Building Offline-First Apps: Lessons From Real Production Code

I remember the exact moment I decided DocPilot had to work offline.

We were demoing the app to a small clinic in Hyderabad. Mid-demo, their Wi-Fi dropped. The app froze. The doctor looked at me with this expression — not angry, just resigned — like they'd seen this before. "So it doesn't work without internet?" They'd been burned by other software. We hadn't even shipped yet and we were already losing trust.

That was the moment DocPilot became an offline-first app. Not "works with slow internet" — actually, genuinely offline-first. A year later, clinics use it daily in areas with spotty connectivity and it just works. Here's what I learned.

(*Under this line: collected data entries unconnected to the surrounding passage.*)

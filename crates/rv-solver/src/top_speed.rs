//! Terminal velocity for a fixed slope and rolling resistance.
//!
//! The top speed is the velocity at which the net force vanishes. Net force
//! is non-increasing in velocity, so a single sign change is searched for
//! on `[0, v_upper]`:
//!
//! 1. `F(0) <= 0`: the rover cannot start moving, top speed is 0.
//! 2. `F(v_upper) > 0`: grow `v_upper` geometrically; if the force never
//!    turns negative the rover accelerates without bound (runaway).
//! 3. Otherwise bisect in velocity.

use crate::bisection::{BisectionConfig, bisect};
use crate::error::{SolverError, SolverResult};
use rv_model::{ForceModel, Planet, Rover};
use serde::Serialize;
use tracing::{debug, warn};

/// Outcome of a top-speed search.
#[derive(Clone, Copy, Debug, PartialEq, Serialize)]
#[serde(tag = "kind", content = "velocity", rename_all = "snake_case")]
pub enum TopSpeed {
    /// Net force at rest is not positive.
    Stalled,
    /// Net force crosses zero at this velocity [m/s].
    Equilibrium(f64),
    /// Net force stays positive at every searched velocity.
    Runaway,
}

impl TopSpeed {
    /// Velocity [m/s]: 0 when stalled, NaN for a runaway.
    pub fn velocity(&self) -> f64 {
        match self {
            Self::Stalled => 0.0,
            Self::Equilibrium(v) => *v,
            Self::Runaway => f64::NAN,
        }
    }

    pub fn is_runaway(&self) -> bool {
        matches!(self, Self::Runaway)
    }
}

#[derive(Clone, Copy, Debug, PartialEq)]
pub struct TopSpeedConfig {
    /// Initial upper bracket as a multiple of the no-load wheel speed.
    pub headroom: f64,
    /// Growth factor applied to the upper bracket when no sign change is found.
    pub expansion: f64,
    pub max_expansions: usize,
    pub bisection: BisectionConfig,
}

impl Default for TopSpeedConfig {
    fn default() -> Self {
        Self {
            headroom: 2.0,
            expansion: 1.8,
            max_expansions: 10,
            bisection: BisectionConfig {
                tolerance: 1e-9,
                max_iterations: 200,
            },
        }
    }
}

impl TopSpeedConfig {
    pub fn validate(&self) -> SolverResult<()> {
        if !self.headroom.is_finite() || self.headroom <= 0.0 {
            return Err(SolverError::InvalidArg {
                what: "bracket headroom must be positive",
            });
        }
        if !self.expansion.is_finite() || self.expansion <= 1.0 {
            return Err(SolverError::InvalidArg {
                what: "bracket expansion factor must exceed 1",
            });
        }
        self.bisection.validate()
    }
}

/// Top speed with the default search settings.
pub fn top_speed(rover: &Rover, planet: &Planet, slope_deg: f64, crr: f64) -> SolverResult<TopSpeed> {
    top_speed_with(rover, planet, slope_deg, crr, &TopSpeedConfig::default())
}

pub fn top_speed_with(
    rover: &Rover,
    planet: &Planet,
    slope_deg: f64,
    crr: f64,
    config: &TopSpeedConfig,
) -> SolverResult<TopSpeed> {
    config.validate()?;
    let model = ForceModel::new(rover, planet)?;
    let net = |v: f64| -> SolverResult<f64> { Ok(model.net_at_velocity(v, slope_deg, crr)?) };

    if net(0.0)? <= 0.0 {
        debug!(slope_deg, crr, "rover stalled at rest");
        return Ok(TopSpeed::Stalled);
    }

    let mut v_upper = config.headroom * rover.max_wheel_speed();
    let mut expansions = 0;
    while net(v_upper)? > 0.0 {
        if expansions == config.max_expansions {
            warn!(slope_deg, crr, v_upper, "net force stays positive, no top speed");
            return Ok(TopSpeed::Runaway);
        }
        v_upper *= config.expansion;
        expansions += 1;
        debug!(slope_deg, crr, v_upper, expansions, "expanding top-speed bracket");
    }

    let res = bisect(net, 0.0, v_upper, &config.bisection)?;
    if !res.converged {
        return Err(SolverError::ConvergenceFailed {
            what: format!(
                "top speed bisection stopped after {} iterations (error bound {:.3e})",
                res.iterations, res.error_bound
            ),
        });
    }
    Ok(TopSpeed::Equilibrium(res.root.max(0.0)))
}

The Problem With "Works Online" Apps

Most web apps are built assuming a network connection. They fetch data on load, post updates immediately, and when the connection drops — they break. For a todo app, that's annoying. For a clinic managing patient records and appointments, it's a real problem.

Offline-first means designing for the offline case upfront, not bolting it on as an afterthought. The network is an enhancement, not a requirement.

What Makes an App Truly Offline-First

Three things have to be true:

  • The app shell loads without a network (service workers)
  • The data is available locally (IndexedDB or similar)
  • Changes made offline sync back when the connection returns — without data loss

That third one is where it gets genuinely hard. Let's go through each layer.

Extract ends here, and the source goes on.